### Work to be completed
A single figure is required: the number of lines below in which the word "coordinator" occurs.

### Collected data entries

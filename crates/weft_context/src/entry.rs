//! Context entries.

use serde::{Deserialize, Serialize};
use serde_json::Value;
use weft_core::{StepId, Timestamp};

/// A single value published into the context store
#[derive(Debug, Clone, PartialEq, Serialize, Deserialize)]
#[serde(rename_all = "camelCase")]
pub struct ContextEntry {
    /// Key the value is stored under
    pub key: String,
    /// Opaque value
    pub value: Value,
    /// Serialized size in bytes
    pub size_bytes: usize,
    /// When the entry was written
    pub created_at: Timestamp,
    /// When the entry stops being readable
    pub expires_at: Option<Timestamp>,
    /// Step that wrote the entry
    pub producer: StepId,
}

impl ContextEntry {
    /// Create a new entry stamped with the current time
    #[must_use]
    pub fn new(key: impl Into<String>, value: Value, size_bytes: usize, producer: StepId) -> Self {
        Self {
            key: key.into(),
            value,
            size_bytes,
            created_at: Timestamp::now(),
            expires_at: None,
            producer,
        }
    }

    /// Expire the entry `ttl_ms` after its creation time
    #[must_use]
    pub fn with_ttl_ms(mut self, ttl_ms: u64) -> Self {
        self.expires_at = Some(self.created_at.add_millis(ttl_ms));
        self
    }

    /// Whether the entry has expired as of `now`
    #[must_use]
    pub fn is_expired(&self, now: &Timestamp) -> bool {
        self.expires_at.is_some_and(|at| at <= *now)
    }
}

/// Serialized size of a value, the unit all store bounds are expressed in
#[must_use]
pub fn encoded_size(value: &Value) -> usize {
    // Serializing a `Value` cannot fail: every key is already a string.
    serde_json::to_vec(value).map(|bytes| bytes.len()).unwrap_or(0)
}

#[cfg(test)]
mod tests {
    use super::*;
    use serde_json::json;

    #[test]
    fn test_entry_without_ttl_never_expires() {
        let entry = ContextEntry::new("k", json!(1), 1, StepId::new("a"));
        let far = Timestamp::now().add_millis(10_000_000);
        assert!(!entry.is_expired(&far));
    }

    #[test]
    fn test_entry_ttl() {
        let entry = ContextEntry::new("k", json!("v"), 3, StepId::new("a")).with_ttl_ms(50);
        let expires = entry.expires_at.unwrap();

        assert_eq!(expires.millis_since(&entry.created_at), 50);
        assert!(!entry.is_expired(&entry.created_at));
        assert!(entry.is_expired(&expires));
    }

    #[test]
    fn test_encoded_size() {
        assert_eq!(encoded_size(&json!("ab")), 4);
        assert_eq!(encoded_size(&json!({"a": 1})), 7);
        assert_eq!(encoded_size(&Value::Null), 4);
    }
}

...

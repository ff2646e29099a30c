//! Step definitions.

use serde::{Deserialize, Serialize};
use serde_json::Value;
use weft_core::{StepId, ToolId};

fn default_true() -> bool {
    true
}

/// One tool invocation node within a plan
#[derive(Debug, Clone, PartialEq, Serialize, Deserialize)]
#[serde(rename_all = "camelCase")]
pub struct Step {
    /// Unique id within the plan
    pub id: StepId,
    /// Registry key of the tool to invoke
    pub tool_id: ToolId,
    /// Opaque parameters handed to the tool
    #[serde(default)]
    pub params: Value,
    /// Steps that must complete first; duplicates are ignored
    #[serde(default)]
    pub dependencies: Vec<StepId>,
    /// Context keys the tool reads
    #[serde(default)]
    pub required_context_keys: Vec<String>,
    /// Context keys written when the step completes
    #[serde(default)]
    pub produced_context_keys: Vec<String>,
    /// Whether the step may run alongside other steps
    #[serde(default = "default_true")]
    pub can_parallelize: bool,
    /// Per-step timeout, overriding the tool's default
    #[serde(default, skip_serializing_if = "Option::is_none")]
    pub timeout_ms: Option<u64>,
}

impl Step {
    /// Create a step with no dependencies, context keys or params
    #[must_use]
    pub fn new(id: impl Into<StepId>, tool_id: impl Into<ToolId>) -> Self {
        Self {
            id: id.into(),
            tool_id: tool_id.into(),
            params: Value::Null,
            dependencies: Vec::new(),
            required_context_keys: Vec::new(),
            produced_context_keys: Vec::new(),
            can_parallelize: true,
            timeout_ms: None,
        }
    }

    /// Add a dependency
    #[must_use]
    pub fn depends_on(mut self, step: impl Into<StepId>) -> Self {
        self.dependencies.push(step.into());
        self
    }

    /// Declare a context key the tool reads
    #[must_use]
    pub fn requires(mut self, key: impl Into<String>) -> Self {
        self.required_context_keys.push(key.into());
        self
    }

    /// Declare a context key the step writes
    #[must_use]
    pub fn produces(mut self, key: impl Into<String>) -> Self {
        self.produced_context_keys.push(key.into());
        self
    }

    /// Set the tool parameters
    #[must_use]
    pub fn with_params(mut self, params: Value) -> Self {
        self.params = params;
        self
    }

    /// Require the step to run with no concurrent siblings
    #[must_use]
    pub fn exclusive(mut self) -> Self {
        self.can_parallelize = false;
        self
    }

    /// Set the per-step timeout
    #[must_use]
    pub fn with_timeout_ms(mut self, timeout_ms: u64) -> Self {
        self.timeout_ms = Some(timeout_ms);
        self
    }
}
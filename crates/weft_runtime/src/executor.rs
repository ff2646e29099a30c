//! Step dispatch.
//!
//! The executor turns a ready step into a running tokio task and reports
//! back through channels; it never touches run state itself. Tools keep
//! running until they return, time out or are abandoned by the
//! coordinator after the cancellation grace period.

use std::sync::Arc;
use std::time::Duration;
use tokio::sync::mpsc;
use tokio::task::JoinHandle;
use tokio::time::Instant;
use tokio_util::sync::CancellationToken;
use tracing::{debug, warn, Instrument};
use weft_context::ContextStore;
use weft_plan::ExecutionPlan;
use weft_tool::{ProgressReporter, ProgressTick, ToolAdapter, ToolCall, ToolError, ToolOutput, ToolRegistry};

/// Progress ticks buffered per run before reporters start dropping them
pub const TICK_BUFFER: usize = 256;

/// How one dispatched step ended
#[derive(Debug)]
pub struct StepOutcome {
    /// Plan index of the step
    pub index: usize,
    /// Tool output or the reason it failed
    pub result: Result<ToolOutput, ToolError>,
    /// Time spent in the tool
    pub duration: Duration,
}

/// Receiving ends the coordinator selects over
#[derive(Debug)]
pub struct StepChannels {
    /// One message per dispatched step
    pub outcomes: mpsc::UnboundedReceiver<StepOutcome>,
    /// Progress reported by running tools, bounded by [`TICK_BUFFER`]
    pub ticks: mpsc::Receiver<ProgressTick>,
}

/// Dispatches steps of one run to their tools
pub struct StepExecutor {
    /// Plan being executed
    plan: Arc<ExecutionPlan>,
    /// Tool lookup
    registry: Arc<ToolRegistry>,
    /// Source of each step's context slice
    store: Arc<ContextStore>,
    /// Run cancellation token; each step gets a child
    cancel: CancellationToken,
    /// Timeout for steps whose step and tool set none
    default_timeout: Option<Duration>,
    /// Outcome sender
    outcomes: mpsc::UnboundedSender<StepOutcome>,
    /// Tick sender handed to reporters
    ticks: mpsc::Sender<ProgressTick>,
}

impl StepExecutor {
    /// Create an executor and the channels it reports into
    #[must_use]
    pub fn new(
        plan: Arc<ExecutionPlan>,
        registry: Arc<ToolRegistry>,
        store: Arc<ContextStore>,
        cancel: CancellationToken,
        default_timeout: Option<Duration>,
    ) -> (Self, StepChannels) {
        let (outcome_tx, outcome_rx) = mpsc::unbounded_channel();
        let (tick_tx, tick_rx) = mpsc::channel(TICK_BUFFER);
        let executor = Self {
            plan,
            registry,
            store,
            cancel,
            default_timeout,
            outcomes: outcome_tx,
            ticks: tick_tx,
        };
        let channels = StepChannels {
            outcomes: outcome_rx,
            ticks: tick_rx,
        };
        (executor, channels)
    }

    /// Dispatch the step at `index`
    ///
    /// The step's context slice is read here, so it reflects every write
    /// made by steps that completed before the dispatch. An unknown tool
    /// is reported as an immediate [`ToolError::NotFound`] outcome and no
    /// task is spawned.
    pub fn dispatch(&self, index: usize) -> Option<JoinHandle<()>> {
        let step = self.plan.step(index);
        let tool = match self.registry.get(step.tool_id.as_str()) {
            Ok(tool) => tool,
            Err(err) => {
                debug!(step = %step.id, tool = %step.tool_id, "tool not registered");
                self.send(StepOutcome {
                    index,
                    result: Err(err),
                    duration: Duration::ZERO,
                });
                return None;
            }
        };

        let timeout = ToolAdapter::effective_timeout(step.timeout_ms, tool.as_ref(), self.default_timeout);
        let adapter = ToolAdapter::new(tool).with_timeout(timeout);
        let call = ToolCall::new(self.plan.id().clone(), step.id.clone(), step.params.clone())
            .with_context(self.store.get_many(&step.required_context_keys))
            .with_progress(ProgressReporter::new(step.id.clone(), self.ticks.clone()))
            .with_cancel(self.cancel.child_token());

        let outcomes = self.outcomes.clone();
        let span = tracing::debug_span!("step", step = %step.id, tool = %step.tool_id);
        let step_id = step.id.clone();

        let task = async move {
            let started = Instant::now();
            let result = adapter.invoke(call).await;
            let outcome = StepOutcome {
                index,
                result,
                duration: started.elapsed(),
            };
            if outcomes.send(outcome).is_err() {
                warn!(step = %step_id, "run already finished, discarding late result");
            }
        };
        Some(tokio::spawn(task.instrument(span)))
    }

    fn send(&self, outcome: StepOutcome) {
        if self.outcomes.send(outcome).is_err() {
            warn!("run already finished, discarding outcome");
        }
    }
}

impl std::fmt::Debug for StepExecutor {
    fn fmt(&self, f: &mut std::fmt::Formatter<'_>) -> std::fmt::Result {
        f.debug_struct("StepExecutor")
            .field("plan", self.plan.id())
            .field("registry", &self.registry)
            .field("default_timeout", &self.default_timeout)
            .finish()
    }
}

### Task answer
2